About 30% of patients with HIV also develop neurological symptoms, but the mechanisms by which the immune system contributes to central nervous system (CNS) disease were unclear.

In a study appearing online on August 18 in advance of print publication of the September 1 issue of the Journal of Clinical Investigation, Kenneth Williams and colleagues from Beth Israel Deaconess Medical Center use a model of neuroAIDS in rhesus monkeys infected with Simian Immunodeficiency Virus (SIV).

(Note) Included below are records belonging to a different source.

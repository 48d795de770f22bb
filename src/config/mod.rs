//! JSON configuration store.
//!
//! The document is parsed once at startup and read-only afterwards. Lookup
//! follows the forgiving-getter style: configuration files omit optional
//! keys, so every getter resolves a dot-separated path, then a key, and
//! falls back to the supplied default when any hop is missing or the value
//! cannot be coerced. **No getter ever fails.** Components that prefer
//! fail-fast binding use [`ConfigStore::parse_section`] instead.

mod canon;
pub mod protect;

#[cfg(test)]
mod property_tests;

pub use canon::canonical_json;

use std::fs;
use std::path::Path;

use serde::de::DeserializeOwned;
use serde_json::Value;

use crate::error::{Error, Result};

/// Immutable view over a parsed JSON configuration document.
#[derive(Debug)]
pub struct ConfigStore {
    root: Value,
}

impl ConfigStore {
    /// Load and parse a UTF-8 JSON file. One-shot; there is no reload.
    ///
    /// # Errors
    ///
    /// Returns [`Error::ConfigParse`] when the file cannot be read or is not
    /// valid JSON. The raw text is echoed to stderr on a parse failure so a
    /// misquoted file can be diagnosed without another tool.
    pub fn load(path: &Path) -> Result<Self> {
        let text = fs::read_to_string(path).map_err(|e| Error::ConfigParse {
            path: path.to_path_buf(),
            reason: e.to_string(),
        })?;

        match serde_json::from_str(&text) {
            Ok(root) => Ok(Self { root }),
            Err(e) => {
                eprintln!("JSON file:\n{text}");
                Err(Error::ConfigParse {
                    path: path.to_path_buf(),
                    reason: e.to_string(),
                })
            }
        }
    }

    /// Build a store from an already-parsed document. Used by tests and by
    /// the protector CLI.
    pub fn from_value(root: Value) -> Self {
        Self { root }
    }

    /// The whole document.
    pub fn root(&self) -> &Value {
        &self.root
    }

    /// Navigate a dot-separated path of object keys. An empty path is the
    /// document root.
    pub fn get_json(&self, path: &str) -> Option<&Value> {
        navigate(&self.root, path)
    }

    /// String value at `path`/`key`, or `default`.
    pub fn get_string(&self, path: &str, key: &str, default: &str) -> String {
        self.get_json(path)
            .and_then(|section| section.get(key))
            .and_then(Value::as_str)
            .map_or_else(|| default.to_string(), str::to_string)
    }

    /// Boolean value at `path`/`key`, or `default`.
    pub fn get_bool(&self, path: &str, key: &str, default: bool) -> bool {
        self.get_json(path)
            .and_then(|section| section.get(key))
            .and_then(Value::as_bool)
            .unwrap_or(default)
    }

    /// Numeric value at `path`/`key`, or `default`.
    ///
    /// Besides JSON numbers, string-encoded values are accepted: plain
    /// decimal (which must consume the whole string) and `0x…` hex (parsed
    /// as 64-bit unsigned and narrowed to the target type, ignoring
    /// overflow).
    pub fn get_number<T: ConfigNumber>(&self, path: &str, key: &str, default: T) -> T {
        let Some(value) = self.get_json(path).and_then(|section| section.get(key)) else {
            return default;
        };

        if let Some(n) = T::from_json(value) {
            return n;
        }

        let Some(s) = value.as_str() else {
            return default;
        };
        let s = s.trim();
        if let Some(hex) = s.strip_prefix("0x").or_else(|| s.strip_prefix("0X")) {
            u64::from_str_radix(hex, 16)
                .map(T::from_hex_u64)
                .unwrap_or(default)
        } else {
            T::from_decimal(s).unwrap_or(default)
        }
    }

    /// Vector of strings at `path`/`key`, or `default`. An array with any
    /// non-string element is not coercible and yields the default.
    pub fn get_string_vector(&self, path: &str, key: &str, default: &[String]) -> Vec<String> {
        self.get_json(path)
            .and_then(|section| section.get(key))
            .and_then(Value::as_array)
            .and_then(|items| {
                items
                    .iter()
                    .map(|v| v.as_str().map(str::to_string))
                    .collect::<Option<Vec<_>>>()
            })
            .unwrap_or_else(|| default.to_vec())
    }

    /// Immediate child keys of the object at `path`, filtered by the kind of
    /// each child value. Missing or non-object paths yield an empty vector.
    pub fn get_keys(
        &self,
        path: &str,
        include_objects: bool,
        include_arrays: bool,
        include_others: bool,
    ) -> Vec<String> {
        self.get_json(path)
            .and_then(Value::as_object)
            .map(|map| {
                map.iter()
                    .filter(|(_, v)| match v {
                        Value::Object(_) => include_objects,
                        Value::Array(_) => include_arrays,
                        _ => include_others,
                    })
                    .map(|(k, _)| k.clone())
                    .collect()
            })
            .unwrap_or_default()
    }

    /// Strictly bind the section at `path` to `T`.
    ///
    /// # Errors
    ///
    /// [`Error::ConfigMissingSection`] when the path does not resolve,
    /// [`Error::ConfigSchema`] when the section does not deserialize.
    pub fn parse_section<T: DeserializeOwned>(&self, path: &str) -> Result<T> {
        let section = self
            .get_json(path)
            .ok_or_else(|| Error::ConfigMissingSection {
                section: path.to_string(),
            })?;
        serde_json::from_value(section.clone()).map_err(|e| Error::schema(path, e.to_string()))
    }
}

/// Resolve `path` as dot-separated object keys starting at `root`.
pub(crate) fn navigate<'a>(root: &'a Value, path: &str) -> Option<&'a Value> {
    if path.is_empty() {
        return Some(root);
    }
    let mut current = root;
    for part in path.split('.') {
        current = current.as_object()?.get(part)?;
    }
    Some(current)
}

/// Numeric types the forgiving getter can produce.
///
/// Implementations never fail: out-of-range JSON numbers and malformed
/// strings are rejected by returning `None`, which the getter converts into
/// the caller's default.
pub trait ConfigNumber: Copy {
    /// Extract directly from a JSON number.
    fn from_json(value: &Value) -> Option<Self>;
    /// Parse a decimal string; must consume the entire input.
    fn from_decimal(s: &str) -> Option<Self>;
    /// Narrow a parsed hex value; overflow is deliberately ignored.
    fn from_hex_u64(value: u64) -> Self;
}

macro_rules! config_number_int {
    ($($t:ty),*) => {$(
        impl ConfigNumber for $t {
            fn from_json(value: &Value) -> Option<Self> {
                if let Some(n) = value.as_i64() {
                    return <$t>::try_from(n).ok();
                }
                value.as_u64().and_then(|n| <$t>::try_from(n).ok())
            }

            fn from_decimal(s: &str) -> Option<Self> {
                s.parse().ok()
            }

            fn from_hex_u64(value: u64) -> Self {
                value as $t
            }
        }
    )*};
}

config_number_int!(i8, u8, i16, u16, i32, u32, i64, u64, isize, usize);

macro_rules! config_number_float {
    ($($t:ty),*) => {$(
        impl ConfigNumber for $t {
            fn from_json(value: &Value) -> Option<Self> {
                value.as_f64().map(|n| n as $t)
            }

            fn from_decimal(s: &str) -> Option<Self> {
                s.parse().ok()
            }

            fn from_hex_u64(value: u64) -> Self {
                value as $t
            }
        }
    )*};
}

config_number_float!(f32, f64);
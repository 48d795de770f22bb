//! Tamper-evident protection of configuration sections.
//!
//! A protected document carries a top-level `protectedSections` array of
//! `{ sectionName, hash }` entries plus a `protectedSectionsHash` string.
//! Hashes are lower-case hex HMAC-SHA256 digests over the canonical JSON of
//! the referenced sub-document; the array-level hash is computed after the
//! per-section hashes are filled in, so it covers them. Verification checks
//! the array hash first: a tampered section list invalidates everything the
//! entries claim.

use std::fs;
use std::path::Path;

use hmac::{Hmac, Mac};
use serde_json::Value;
use sha2::Sha256;
use subtle::ConstantTimeEq;

use crate::config::{canonical_json, navigate};
use crate::error::{Error, Result};

/// Top-level key listing the protected sections.
pub const PROTECTED_SECTIONS_KEY: &str = "protectedSections";

/// Top-level key holding the hash over the section list.
pub const PROTECTED_SECTIONS_HASH_KEY: &str = "protectedSectionsHash";

/// HMAC-SHA256 over the canonical JSON of `value`, lower-case hex encoded.
fn compute_json_hash(value: &Value, password: &str) -> Result<String> {
    let serialized = canonical_json(value)?;
    let mut mac = Hmac::<Sha256>::new_from_slice(password.as_bytes())
        .map_err(|e| Error::Protection(format!("HMAC key setup failed: {e}")))?;
    mac.update(serialized.as_bytes());
    Ok(hex::encode(mac.finalize().into_bytes()))
}

/// Constant-time equality of two hex digest strings.
fn digests_match(stored: &str, computed: &str) -> bool {
    stored.as_bytes().ct_eq(computed.as_bytes()).into()
}

/// Fill in the protection hashes of `doc` in place.
///
/// # Errors
///
/// [`Error::Protection`] when `protectedSections` is missing or malformed,
/// or when a named section path does not resolve.
pub fn protect(doc: &mut Value, password: &str) -> Result<()> {
    let sections = section_entries(doc)?;

    // Per-section hashes first; the array hash below covers them.
    let mut hashes = Vec::with_capacity(sections.len());
    for name in &sections {
        let section_data = navigate(doc, name).ok_or_else(|| {
            Error::Protection(format!("section path '{name}' not found in configuration"))
        })?;
        hashes.push(compute_json_hash(section_data, password)?);
    }

    if let Some(entries) = doc
        .get_mut(PROTECTED_SECTIONS_KEY)
        .and_then(Value::as_array_mut)
    {
        for (entry, hash) in entries.iter_mut().zip(hashes) {
            entry["hash"] = Value::String(hash);
        }
    }

    let array_hash = compute_json_hash(&doc[PROTECTED_SECTIONS_KEY], password)?;
    doc[PROTECTED_SECTIONS_HASH_KEY] = Value::String(array_hash);
    Ok(())
}

/// Verify the protection hashes of `doc`.
///
/// # Errors
///
/// [`Error::Protection`] for structural problems, [`Error::HmacMismatch`]
/// naming the first offending section — or `protectedSections` itself when
/// the array-level hash does not match.
pub fn verify(doc: &Value, password: &str) -> Result<()> {
    let stored_array_hash = doc
        .get(PROTECTED_SECTIONS_HASH_KEY)
        .and_then(Value::as_str)
        .ok_or_else(|| {
            Error::Protection(format!("'{PROTECTED_SECTIONS_HASH_KEY}' missing or not a string"))
        })?;

    let section_names = section_entries(doc)?;

    // Array tampering trumps the per-section checks.
    let computed_array_hash = compute_json_hash(&doc[PROTECTED_SECTIONS_KEY], password)?;
    if !digests_match(stored_array_hash, &computed_array_hash) {
        return Err(Error::hmac_mismatch(PROTECTED_SECTIONS_KEY));
    }

    let empty = Vec::new();
    let entries = doc[PROTECTED_SECTIONS_KEY].as_array().unwrap_or(&empty);
    for (entry, name) in entries.iter().zip(&section_names) {
        let stored = entry.get("hash").and_then(Value::as_str).ok_or_else(|| {
            Error::Protection(format!("protected section '{name}' has no 'hash' field"))
        })?;

        let section_data = navigate(doc, name).ok_or_else(|| {
            Error::Protection(format!("section path '{name}' not found in configuration"))
        })?;
        let computed = compute_json_hash(section_data, password)?;

        if !digests_match(stored, &computed) {
            return Err(Error::hmac_mismatch(name.clone()));
        }
    }

    Ok(())
}

/// Validate the shape of `protectedSections` and collect its section names.
fn section_entries(doc: &Value) -> Result<Vec<String>> {
    let sections = doc
        .get(PROTECTED_SECTIONS_KEY)
        .ok_or_else(|| Error::Protection(format!("'{PROTECTED_SECTIONS_KEY}' array missing")))?
        .as_array()
        .ok_or_else(|| Error::Protection(format!("'{PROTECTED_SECTIONS_KEY}' must be an array")))?;

    sections
        .iter()
        .map(|entry| {
            entry
                .get("sectionName")
                .and_then(Value::as_str)
                .map(str::to_string)
                .ok_or_else(|| {
                    Error::Protection(
                        "each protected section must be an object with a 'sectionName' field"
                            .into(),
                    )
                })
        })
        .collect()
}

/// Protect `source` and write the result to `target`.
///
/// The file is rewritten with tab indentation and the original key order
/// (hashing itself always sorts keys, so the stored order is free to stay
/// human-friendly).
///
/// # Errors
///
/// IO and parse failures, plus everything [`protect`] can report.
pub fn protect_file(source: &Path, target: &Path, password: &str) -> Result<()> {
    let mut doc = read_document(source)?;
    protect(&mut doc, password)?;

    if let Some(parent) = target.parent()
        && !parent.as_os_str().is_empty()
    {
        fs::create_dir_all(parent)
            .map_err(|e| Error::io(format!("creating {}", parent.display()), e))?;
    }

    let mut pretty = Vec::new();
    let mut serializer = serde_json::Serializer::with_formatter(
        &mut pretty,
        serde_json::ser::PrettyFormatter::with_indent(b"\t"),
    );
    serde::Serialize::serialize(&doc, &mut serializer)
        .map_err(|e| Error::Protection(format!("serialising protected document: {e}")))?;
    pretty.push(b'\n');

    fs::write(target, pretty).map_err(|e| Error::io(format!("writing {}", target.display()), e))
}

/// Verify the protection hashes of the document in `file`.
///
/// # Errors
///
/// IO and parse failures, plus everything [`verify`] can report.
pub fn verify_file(file: &Path, password: &str) -> Result<()> {
    let doc = read_document(file)?;
    verify(&doc, password)
}

fn read_document(path: &Path) -> Result<Value> {
    let text = fs::read_to_string(path).map_err(|e| Error::ConfigParse {
        path: path.to_path_buf(),
        reason: e.to_string(),
    })?;
    serde_json::from_str(&text).map_err(|e| Error::ConfigParse {
        path: path.to_path_buf(),
        reason: e.to_string(),
    })
}

#[cfg(test)]
mod tests {
    use super::*;
    use serde_json::json;

    fn sample() -> Value {
        json!({
            "svcWatchDog": { "args": ["srv", "-x"], "watchdogTimeout": 5000 },
            "email": { "smtp": { "password": "s3cret" } },
            "protectedSections": [
                { "sectionName": "svcWatchDog", "hash": "" },
                { "sectionName": "email.smtp", "hash": "" }
            ]
        })
    }

    #[test]
    fn protect_then_verify_roundtrip() {
        let mut doc = sample();
        protect(&mut doc, "pw").unwrap();
        assert!(doc[PROTECTED_SECTIONS_HASH_KEY].is_string());
        verify(&doc, "pw").unwrap();
    }

    #[test]
    fn wrong_password_fails_on_array_hash() {
        let mut doc = sample();
        protect(&mut doc, "pw").unwrap();
        let err = verify(&doc, "other").unwrap_err();
        assert!(
            matches!(err, Error::HmacMismatch { ref section } if section == PROTECTED_SECTIONS_KEY)
        );
    }

    #[test]
    fn tampered_section_is_named() {
        let mut doc = sample();
        protect(&mut doc, "pw").unwrap();
        doc["email"]["smtp"]["password"] = json!("s3creT");
        let err = verify(&doc, "pw").unwrap_err();
        assert!(matches!(err, Error::HmacMismatch { ref section } if section == "email.smtp"));
    }

    #[test]
    fn tampered_array_trumps_section_check() {
        let mut doc = sample();
        protect(&mut doc, "pw").unwrap();
        // corrupt a stored per-section hash: the array hash covers it
        doc["protectedSections"][0]["hash"] = json!("00");
        let err = verify(&doc, "pw").unwrap_err();
        assert!(
            matches!(err, Error::HmacMismatch { ref section } if section == PROTECTED_SECTIONS_KEY)
        );
    }

    #[test]
    fn tampered_top_hash_fails() {
        let mut doc = sample();
        protect(&mut doc, "pw").unwrap();
        let mut hash = doc[PROTECTED_SECTIONS_HASH_KEY].as_str().unwrap().to_string();
        let flipped = if hash.ends_with('0') { 'f' } else { '0' };
        hash.pop();
        hash.push(flipped);
        doc[PROTECTED_SECTIONS_HASH_KEY] = json!(hash);
        assert!(verify(&doc, "pw").is_err());
    }

    #[test]
    fn missing_pieces_are_structural_errors() {
        let doc = json!({ "a": 1 });
        assert!(matches!(verify(&doc, "pw"), Err(Error::Protection(_))));

        let mut no_array = json!({ "protectedSections": "nope" });
        assert!(matches!(
            protect(&mut no_array, "pw"),
            Err(Error::Protection(_))
        ));

        let mut bad_path = json!({
            "protectedSections": [ { "sectionName": "ghost" } ]
        });
        assert!(matches!(
            protect(&mut bad_path, "pw"),
            Err(Error::Protection(_))
        ));
    }

    #[test]
    fn key_order_does_not_affect_hashes() {
        let mut a = sample();
        let mut b: Value = serde_json::from_str(
            &serde_json::to_string(&json!({
                "protectedSections": [
                    { "sectionName": "svcWatchDog", "hash": "" },
                    { "sectionName": "email.smtp", "hash": "" }
                ],
                "email": { "smtp": { "password": "s3cret" } },
                "svcWatchDog": { "watchdogTimeout": 5000, "args": ["srv", "-x"] }
            }))
            .unwrap(),
        )
        .unwrap();

        protect(&mut a, "pw").unwrap();
        protect(&mut b, "pw").unwrap();
        assert_eq!(a[PROTECTED_SECTIONS_HASH_KEY], b[PROTECTED_SECTIONS_HASH_KEY]);
    }

    #[test]
    fn protect_file_preserves_key_order() {
        let dir = tempfile::tempdir().unwrap();
        let source = dir.path().join("in.json");
        let target = dir.path().join("out.json");
        // zebra before alpha: preserved order is observable in the output
        std::fs::write(
            &source,
            r#"{
  "zebra": { "z": 1 },
  "alpha": { "a": 2 },
  "protectedSections": [ { "sectionName": "zebra" } ]
}"#,
        )
        .unwrap();

        protect_file(&source, &target, "pw").unwrap();
        let text = std::fs::read_to_string(&target).unwrap();
        let zebra = text.find("\"zebra\"").unwrap();
        let alpha = text.find("\"alpha\"").unwrap();
        assert!(zebra < alpha);

        verify_file(&target, "pw").unwrap();
        assert!(verify_file(&target, "wrong").is_err());
    }
}
//! Scoped log-line builder and the logging macros.
//!
//! A [`LoggerStream`] buffers text and emits exactly one record when
//! dropped. The drop is a no-op when no logger is installed, which makes
//! the macros safe to use at any point of the process lifetime, including
//! teardown.

use std::fmt;

use crate::logger::{LogLevel, Logger};

/// Buffering guard that logs its content on drop.
pub struct LoggerStream {
    level: LogLevel,
    file: Option<&'static str>,
    func: Option<&'static str>,
    buffer: String,
}

impl LoggerStream {
    /// A stream without location information.
    pub fn new(level: LogLevel) -> Self {
        Self {
            level,
            file: None,
            func: None,
            buffer: String::new(),
        }
    }

    /// A stream that records its call site.
    pub fn with_location(level: LogLevel, file: &'static str, func: &'static str) -> Self {
        Self {
            level,
            file: Some(file),
            func: Some(func),
            buffer: String::new(),
        }
    }
}

impl fmt::Write for LoggerStream {
    fn write_str(&mut self, s: &str) -> fmt::Result {
        self.buffer.push_str(s);
        Ok(())
    }
}

impl Drop for LoggerStream {
    fn drop(&mut self) {
        if let Some(logger) = Logger::current() {
            logger.log(self.level, &self.buffer, self.file, self.func);
        }
    }
}

/// Full path of the enclosing function, without a trailing `::f`.
#[macro_export]
macro_rules! function_path {
    () => {{
        fn f() {}
        fn type_name_of<T>(_: T) -> &'static str {
            ::std::any::type_name::<T>()
        }
        let name = type_name_of(f);
        name.strip_suffix("::f").unwrap_or(name)
    }};
}

/// Emit one record at an explicit level, capturing the call site.
#[macro_export]
macro_rules! log_message {
    ($level:expr, $($arg:tt)+) => {{
        let mut stream =
            $crate::logger::LoggerStream::with_location($level, file!(), $crate::function_path!());
        let _ = ::std::fmt::Write::write_fmt(&mut stream, format_args!($($arg)+));
    }};
}

#[macro_export]
macro_rules! log_verbose {
    ($($arg:tt)+) => { $crate::log_message!($crate::logger::LogLevel::Verbose, $($arg)+) };
}

#[macro_export]
macro_rules! log_debug {
    ($($arg:tt)+) => { $crate::log_message!($crate::logger::LogLevel::Debug, $($arg)+) };
}

#[macro_export]
macro_rules! log_info {
    ($($arg:tt)+) => { $crate::log_message!($crate::logger::LogLevel::Information, $($arg)+) };
}

#[macro_export]
macro_rules! log_warning {
    ($($arg:tt)+) => { $crate::log_message!($crate::logger::LogLevel::Warning, $($arg)+) };
}

#[macro_export]
macro_rules! log_error {
    ($($arg:tt)+) => { $crate::log_message!($crate::logger::LogLevel::Error, $($arg)+) };
}

#[macro_export]
macro_rules! log_fatal {
    ($($arg:tt)+) => { $crate::log_message!($crate::logger::LogLevel::Fatal, $($arg)+) };
}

The researchers document changes in blood monocyte activation and SIV infection that occur with neuronal injury. They also use combination anti-retroviral therapy on the monkeys during primary infection, and show little effect on plasma viral load, but inhibition of subsequent activation and infection of blood monocytes. The inhibition of blood monocyte activation and infection with retroviral therapy rapidly reduces CNS neuronal injury. Animals on retroviral therapy show no accumulation of macrophages in the CNS or detectable virus, in contrast to non-treated animals.

This data underscores the role of the continuous traffic of activated and infected monocytes to the CNS that is required for CNS disease and neuronal injury in this model, and shows the role of plasma virus, monocytes, and CD8 T lymphocytes outside of the brain in controlling CNS disease.